*Records supplied*
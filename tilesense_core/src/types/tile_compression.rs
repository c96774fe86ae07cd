//! This module defines the [`TileCompression`] enum, the in-payload
//! compression scheme applied when a tile is encoded for the model endpoint.

use anyhow::{Result, bail};
use serde::{Deserialize, Serialize};
use std::fmt::Display;

/// Compression applied inside an encoded tile payload.
///
/// Which compressions are meaningful depends on the payload format, see
/// [`TileFormat::supports_compression`](super::TileFormat::supports_compression).
#[derive(Copy, Clone, Debug, Default, PartialEq, Eq, Hash, Serialize, Deserialize)]
pub enum TileCompression {
	/// No additional compression (lossless).
	#[default]
	#[serde(rename = "NONE")]
	None,
	/// JPEG (lossy) compression.
	#[serde(rename = "JPEG")]
	Jpeg,
	/// JPEG 2000 (lossy) compression.
	#[serde(rename = "J2K")]
	J2k,
	/// Lempel-Ziv-Welch (lossless) compression.
	#[serde(rename = "LZW")]
	Lzw,
}

impl TileCompression {
	/// Parses a compression name as it appears in requests.
	pub fn parse_str(value: &str) -> Result<Self> {
		Ok(match value.to_uppercase().trim() {
			"NONE" => TileCompression::None,
			"JPEG" => TileCompression::Jpeg,
			"J2K" => TileCompression::J2k,
			"LZW" => TileCompression::Lzw,
			_ => bail!("Unknown tile compression '{value}'. Expected: NONE, JPEG, J2K or LZW"),
		})
	}

	/// Returns `true` if decoding the compressed payload reproduces the input
	/// pixels exactly.
	#[must_use]
	pub fn is_lossless(&self) -> bool {
		matches!(self, TileCompression::None | TileCompression::Lzw)
	}
}

impl Display for TileCompression {
	fn fmt(&self, f: &mut std::fmt::Formatter<'_>) -> std::fmt::Result {
		f.write_str(match self {
			TileCompression::None => "NONE",
			TileCompression::Jpeg => "JPEG",
			TileCompression::J2k => "J2K",
			TileCompression::Lzw => "LZW",
		})
	}
}

#[cfg(test)]
mod tests {
	use super::*;

	#[test]
	fn parse_and_display_roundtrip() {
		for value in ["NONE", "JPEG", "J2K", "LZW"] {
			assert_eq!(TileCompression::parse_str(value).unwrap().to_string(), value);
		}
		assert_eq!(TileCompression::parse_str("lzw").unwrap(), TileCompression::Lzw);
		assert!(TileCompression::parse_str("BROTLI").is_err());
	}

	#[test]
	fn losslessness() {
		assert!(TileCompression::None.is_lossless());
		assert!(TileCompression::Lzw.is_lossless());
		assert!(!TileCompression::Jpeg.is_lossless());
		assert!(!TileCompression::J2k.is_lossless());
	}

	#[test]
	fn serde_wire_names() {
		assert_eq!(serde_json::to_string(&TileCompression::J2k).unwrap(), "\"J2K\"");
		assert_eq!(
			serde_json::from_str::<TileCompression>("\"NONE\"").unwrap(),
			TileCompression::None
		);
	}
}
//! The work-queue coordinator.
//!
//! Long-polls the image and region queues with configurable weights and
//! dispatches to the image/region workflows. While a message is in flight a
//! heartbeat task extends its visibility; losing the heartbeat abandons the
//! work so another worker can reclaim it. Permanent failures mark the record
//! FAILED and ack the message; transient ones are redelivered until the
//! max receive count dead-letters them.

use crate::{
	ClassifiedError, ErrorClass, ImageRequest, QueueMessage, RegionRequest, RegionStatus, RunnerContext, WorkQueue,
	classify, mark_image_failed, process_image, process_region,
};
use anyhow::Result;
use log::{debug, error, info, warn};
use std::{sync::Arc, time::Duration};
use tokio::sync::Notify;

/// How long a single queue poll waits for a message.
const POLL_WAIT: Duration = Duration::from_millis(100);

/// Which queue a message came from.
#[derive(Clone, Copy, Debug, PartialEq, Eq)]
enum QueueKind {
	Image,
	Region,
}

/// A worker process: one poll loop over both queues.
pub struct Worker {
	ctx: Arc<RunnerContext>,
}

impl Worker {
	#[must_use]
	pub fn new(ctx: Arc<RunnerContext>) -> Self {
		Self { ctx }
	}

	/// Polls and processes messages forever.
	pub async fn run(&self) -> Result<()> {
		let mut iteration = 0u64;
		loop {
			self.poll_once(iteration).await?;
			iteration += 1;
		}
	}

	/// Polls and processes messages until both queues stay empty, returning
	/// the number of messages handled. Used by tests and batch runs.
	pub async fn run_until_drained(&self) -> Result<u64> {
		let mut handled = 0u64;
		let mut idle_polls = 0u32;
		let mut iteration = 0u64;
		while idle_polls < 3 {
			if self.poll_once(iteration).await? {
				handled += 1;
				idle_polls = 0;
			} else {
				idle_polls += 1;
			}
			iteration += 1;
		}
		Ok(handled)
	}

	/// One weighted poll across both queues. Returns whether a message was
	/// handled.
	async fn poll_once(&self, iteration: u64) -> Result<bool> {
		// The region queue is polled `region_poll_weight` times as often as
		// the image queue, so fan-out work drains ahead of new intake.
		let weight = u64::from(self.ctx.config.region_poll_weight.max(1));
		let order = if iteration % (weight + 1) == 0 {
			[QueueKind::Image, QueueKind::Region]
		} else {
			[QueueKind::Region, QueueKind::Image]
		};

		for kind in order {
			let queue = self.queue(kind);
			if let Some(message) = queue.receive(POLL_WAIT).await? {
				self.handle_message(kind, &message).await;
				return Ok(true);
			}
		}
		Ok(false)
	}

	fn queue(&self, kind: QueueKind) -> Arc<dyn WorkQueue> {
		match kind {
			QueueKind::Image => self.ctx.image_queue.clone(),
			QueueKind::Region => self.ctx.region_queue.clone(),
		}
	}

	/// Runs one message through its workflow under a visibility heartbeat and
	/// applies the ack/redeliver/dead-letter policy.
	async fn handle_message(&self, kind: QueueKind, message: &QueueMessage) {
		let queue = self.queue(kind);

		// Heartbeat: extend visibility at half the timeout while in flight.
		let lost = Arc::new(Notify::new());
		let heartbeat = {
			let queue = queue.clone();
			let receipt = message.receipt.clone();
			let interval = self.ctx.config.heartbeat_interval();
			let timeout = self.ctx.config.visibility_timeout;
			let lost = lost.clone();
			tokio::spawn(async move {
				loop {
					tokio::time::sleep(interval).await;
					if let Err(error) = queue.extend_visibility(&receipt, timeout).await {
						warn!("heartbeat lost: {error:#}");
						lost.notify_one();
						return;
					}
				}
			})
		};

		let result = tokio::select! {
			result = self.dispatch(kind, &message.body) => result,
			() = lost.notified() => Err(ClassifiedError::new(
				ErrorClass::TransientIo,
				"message visibility lost, abandoning work for reclaim",
			)),
		};
		heartbeat.abort();

		match result {
			Ok(()) => {
				if let Err(error) = queue.ack(&message.receipt).await {
					warn!("failed to ack message '{}': {error:#}", message.id);
				}
			}
			Err(ref failure) if classify(failure).is_permanent() => {
				// Permanent data errors don't benefit from retry: record the
				// failure and take the message out of rotation.
				error!("permanent failure for message '{}': {failure:#}", message.id);
				self.record_failure(kind, &message.body).await;
				if let Err(error) = queue.ack(&message.receipt).await {
					warn!("failed to ack message '{}': {error:#}", message.id);
				}
			}
			Err(failure) if message.receive_count >= self.ctx.config.max_receive_count => {
				error!(
					"dead-lettering message '{}' after {} deliveries: {failure:#}",
					message.id, message.receive_count
				);
				self.record_failure(kind, &message.body).await;
				if let Err(error) = queue.dead_letter(&message.receipt).await {
					warn!("failed to dead-letter message '{}': {error:#}", message.id);
				}
			}
			Err(failure) => {
				// Transient: leave the message to become visible again.
				warn!(
					"transient failure for message '{}' (delivery {}), leaving for redelivery: {failure:#}",
					message.id, message.receive_count
				);
			}
		}
	}

	async fn dispatch(&self, kind: QueueKind, body: &str) -> Result<()> {
		match kind {
			QueueKind::Image => {
				let request =
					ImageRequest::from_json_str(body).map_err(|e| ClassifiedError::wrap(ErrorClass::Validation, e))?;
				let outcome = process_image(&self.ctx, &request).await?;
				debug!("image request done: {outcome:?}");
			}
			QueueKind::Region => {
				let request =
					RegionRequest::from_json_str(body).map_err(|e| ClassifiedError::wrap(ErrorClass::Validation, e))?;
				let outcome = process_region(&self.ctx, &request).await?;
				debug!("region request done: {outcome:?}");
			}
		}
		Ok(())
	}

	/// Marks the ledger record behind a failed message, where the body still
	/// parses well enough to identify it.
	async fn record_failure(&self, kind: QueueKind, body: &str) {
		let result = match kind {
			QueueKind::Image => match ImageRequest::from_json_str(body) {
				Ok(request) => mark_image_failed(&self.ctx, &request).await,
				Err(error) => Err(error),
			},
			QueueKind::Region => match RegionRequest::from_json_str(body) {
				Ok(request) => self
					.ctx
					.ledger
					.resolve_region(&request.job_id, &request.region_id(), RegionStatus::Error, 0)
					.await
					.map(|resolution| {
						if let crate::RegionResolution::Counted(job) = &resolution {
							info!(
								"region of job '{}' marked ERROR after dead-letter ({}/{} resolved)",
								job.job_id,
								job.regions_resolved(),
								job.region_count
							);
						}
					}),
				Err(error) => Err(error),
			},
		};
		if let Err(error) = result {
			warn!("failed to record failure: {error:#}");
		}
	}
}
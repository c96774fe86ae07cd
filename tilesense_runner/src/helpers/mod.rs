//! Programmable in-process collaborators for tests and local development.

use crate::{ModelClient, ModelEndpoint};
use anyhow::Result;
use async_trait::async_trait;
use image::DynamicImage;
use std::sync::atomic::{AtomicU64, Ordering};
use tilesense_core::TileDescriptor;
use tilesense_geometry::FeatureCollection;

/// Per-tile behavior of a [`MockModelClient`].
pub type TileHandler = Box<dyn Fn(&TileDescriptor) -> Result<FeatureCollection> + Send + Sync>;

/// A [`ModelClient`] that answers from a closure instead of the network.
///
/// The closure decides per tile descriptor what the "model" detects, which
/// lets tests place detections at exact full-image positions or fail chosen
/// tiles.
pub struct MockModelClient {
	handler: TileHandler,
	invocations: AtomicU64,
}

impl MockModelClient {
	#[must_use]
	pub fn new(handler: TileHandler) -> Self {
		Self {
			handler,
			invocations: AtomicU64::new(0),
		}
	}

	/// A model that never detects anything.
	#[must_use]
	pub fn new_empty() -> Self {
		Self::new(Box::new(|_| Ok(FeatureCollection::default())))
	}

	/// Number of tiles this model has been invoked for.
	#[must_use]
	pub fn invocations(&self) -> u64 {
		self.invocations.load(Ordering::Relaxed)
	}
}

#[async_trait]
impl ModelClient for MockModelClient {
	async fn invoke(
		&self,
		_endpoint: &ModelEndpoint,
		tile: &TileDescriptor,
		_pixels: &DynamicImage,
	) -> Result<FeatureCollection> {
		self.invocations.fetch_add(1, Ordering::Relaxed);
		(self.handler)(tile)
	}
}

#[cfg(test)]
mod tests {
	use super::*;
	use crate::request::tests::test_request;
	use tilesense_core::{PixelRect, TileCompression, TileFormat};
	use tilesense_image::helper::new_test_rgb;

	#[tokio::test]
	async fn counts_invocations_and_delegates() -> Result<()> {
		let model = MockModelClient::new_empty();
		let tile = TileDescriptor {
			rect: PixelRect::new(0, 0, 8, 8)?,
			format: TileFormat::PNG,
			compression: TileCompression::None,
		};
		let endpoint = test_request().image_processor;

		let collection = model.invoke(&endpoint, &tile, &new_test_rgb(8, 8)).await?;
		assert!(collection.is_empty());
		assert_eq!(model.invocations(), 1);
		Ok(())
	}
}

*The task*
If a line in the records includes the string "timeout", copy it.

*Answer for the task*
		// Heartbeat: extend visibility at half the timeout while in flight.
			let timeout = self.ctx.config.visibility_timeout;
					if let Err(error) = queue.extend_visibility(&receipt, timeout).await {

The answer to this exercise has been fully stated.